Raphael Reich looks at 5 sources of unstructured data at risk of being overlooked or under-protected.


You might be surprised to discover just how much of your business data is stored in widely accessible files on shared network storage. At a time when companies are focused on building data warehouses and squeezing as much business intelligence out of their databases as possible, files actually make up as much as 80% of business data, according to market analyst firm IDC. That is a staggering number, and enough to make you wonder: Where is all this unstructured data coming from, and is it relevant business data?

The answer is that file data is unquestionably relevant, as well as valuable. Not only is it valued by businesses and regulators, but it is prized by malicious insiders. For example, last July, a former Goldman Sachs worker was arrested for downloading software source code with the intention of taking it with him to a new employer. And, earlier in 2009, a Microsoft employee was accused of stealing documents he planned to use in a lawsuit against the company. More recently, in March 2010, the Canada Revenue Agency, Canada's equivalent to the US Internal Revenue Service, disclosed that CRA employees had been accessing hundreds of files and using the information for everything from financial gain to providing preferential treatment for friends and relatives.
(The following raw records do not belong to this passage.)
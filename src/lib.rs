//! Evolution of small boolean logic circuits.
//!
//! Populations of gate graphs are scored against a truth-table test suite and
//! advanced by elitism, tournament selection and asexual structural mutation
//! until one reproduces the target function.

pub mod config;
pub mod engines;
pub mod error;
pub mod experiments;
pub mod functions;
pub mod types;

pub use engines::evaluation::FitnessEvaluator;
pub use engines::generation::{Circuit, Gate, GateKind, Population, SharedCircuit};
pub use error::{GenesisError, Result};
pub use types::{Signal, TestCase, TestSuite};
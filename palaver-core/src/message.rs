//! Assistant message construction from streaming state.
//!
//! When a response starts streaming, the message store needs a complete,
//! well-typed record up front even though most fields have not arrived
//! yet. [`AiMessage::from_streaming_state`] materializes that record from
//! whatever the first chunks carried; the store owns it afterwards and
//! fills it in as the stream continues.

use crate::model::ModelSelector;
use serde::{Deserialize, Serialize};

/// Display name rendered for assistant messages.
pub const AI_DISPLAY_NAME: &str = "AI";

/// Who a chat message renders as.
#[derive(Debug, Clone, Copy, PartialEq, Eq, Serialize, Deserialize)]
#[serde(rename_all = "lowercase")]
pub enum MessageKind {
    User,
    Ai,
}

impl MessageKind {
    pub fn as_str(&self) -> &'static str {
        match self {
            MessageKind::User => "user",
            MessageKind::Ai => "ai",
        }
    }
}

impl std::fmt::Display for MessageKind {
    fn fmt(&self, f: &mut std::fmt::Formatter<'_>) -> std::fmt::Result {
        f.write_str(self.as_str())
    }
}

/// Lifecycle of an assistant message.
#[derive(Debug, Clone, Copy, PartialEq, Eq, Serialize, Deserialize)]
#[serde(rename_all = "lowercase")]
pub enum MessageStatus {
    /// Response is still streaming.
    Running,
    /// Stream finished cleanly.
    Success,
    /// Stream ended with an error.
    Error,
}

impl MessageStatus {
    pub fn as_str(&self) -> &'static str {
        match self {
            MessageStatus::Running => "running",
            MessageStatus::Success => "success",
            MessageStatus::Error => "error",
        }
    }
}

impl std::fmt::Display for MessageStatus {
    fn fmt(&self, f: &mut std::fmt::Formatter<'_>) -> std::fmt::Result {
        f.write_str(self.as_str())
    }
}

impl std::str::FromStr for MessageStatus {
    type Err = String;

    fn from_str(s: &str) -> Result<Self, Self::Err> {
        match s {
            "running" => Ok(MessageStatus::Running),
            "success" => Ok(MessageStatus::Success),
            "error" => Ok(MessageStatus::Error),
            _ => Err(format!("unknown message status: {}", s)),
        }
    }
}

/// Partial fields of an in-flight assistant response.
///
/// Everything is optional: chunks arrive incrementally and the first one
/// may carry nothing beyond the ids the caller already has.
#[derive(Debug, Clone, Default, PartialEq, Serialize, Deserialize)]
#[serde(rename_all = "camelCase", default)]
pub struct StreamingState {
    pub execution_id: Option<i64>,
    pub previous_message_id: Option<String>,
    pub model: Option<ModelSelector>,
}

/// The terminal assistant-message record handed to the message store.
///
/// Created once per streamed response; the store mutates it in place as
/// further chunks arrive.
#[derive(Debug, Clone, PartialEq, Serialize, Deserialize)]
#[serde(rename_all = "camelCase")]
pub struct AiMessage {
    pub id: String,
    pub session_id: String,
    #[serde(rename = "type")]
    pub kind: MessageKind,
    pub name: String,
    pub status: MessageStatus,
    pub content: String,
    pub execution_id: Option<i64>,
    pub previous_message_id: Option<String>,
    pub retry_of_message_id: Option<String>,
    pub provider: Option<String>,
    pub model: Option<String>,
}

impl AiMessage {
    /// Materialize the initial assistant message for a streamed response.
    ///
    /// Status starts at `running` with empty content regardless of what
    /// the partial state carries. The provider id and display model string
    /// are decomposed from the selector when one has arrived; workflow and
    /// custom-agent selectors contribute only their provider id.
    /// `retry_of_message_id` stays `None`, the streaming payload has no
    /// retry field and the owning store links retries itself.
    pub fn from_streaming_state(
        session_id: impl Into<String>,
        message_id: impl Into<String>,
        state: &StreamingState,
    ) -> Self {
        let provider = state.model.as_ref().map(|m| m.provider_id().to_string());
        let model = state
            .model
            .as_ref()
            .and_then(|m| m.model_name())
            .map(str::to_string);
        Self {
            id: message_id.into(),
            session_id: session_id.into(),
            kind: MessageKind::Ai,
            name: AI_DISPLAY_NAME.to_string(),
            status: MessageStatus::Running,
            content: String::new(),
            execution_id: state.execution_id,
            previous_message_id: state.previous_message_id.clone(),
            retry_of_message_id: None,
            provider,
            model,
        }
    }
}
And, as noted, regulators are also concerned with file-based data. Regulations that address data security, such as Sarbanes Oxley (SOX), Payment Card Industry Data Security Standard (PCI DSS), Health Insurance Portability and Accountability Act (HIPAA) and others, do not limit their scope based on data format. They apply equally to files, databases, applications, etc. So, even if an organisation uses financial applications and databases to manage their finances, when financial data that is governed by SOX is exported to a spreadsheet for manipulation, the handling of the spreadsheet must also comply.

To answer the question of where all this valuable file data coming from, here's a quick checklist of sources to consider as you survey your own file data landscape, as well as thoughts on protecting these files.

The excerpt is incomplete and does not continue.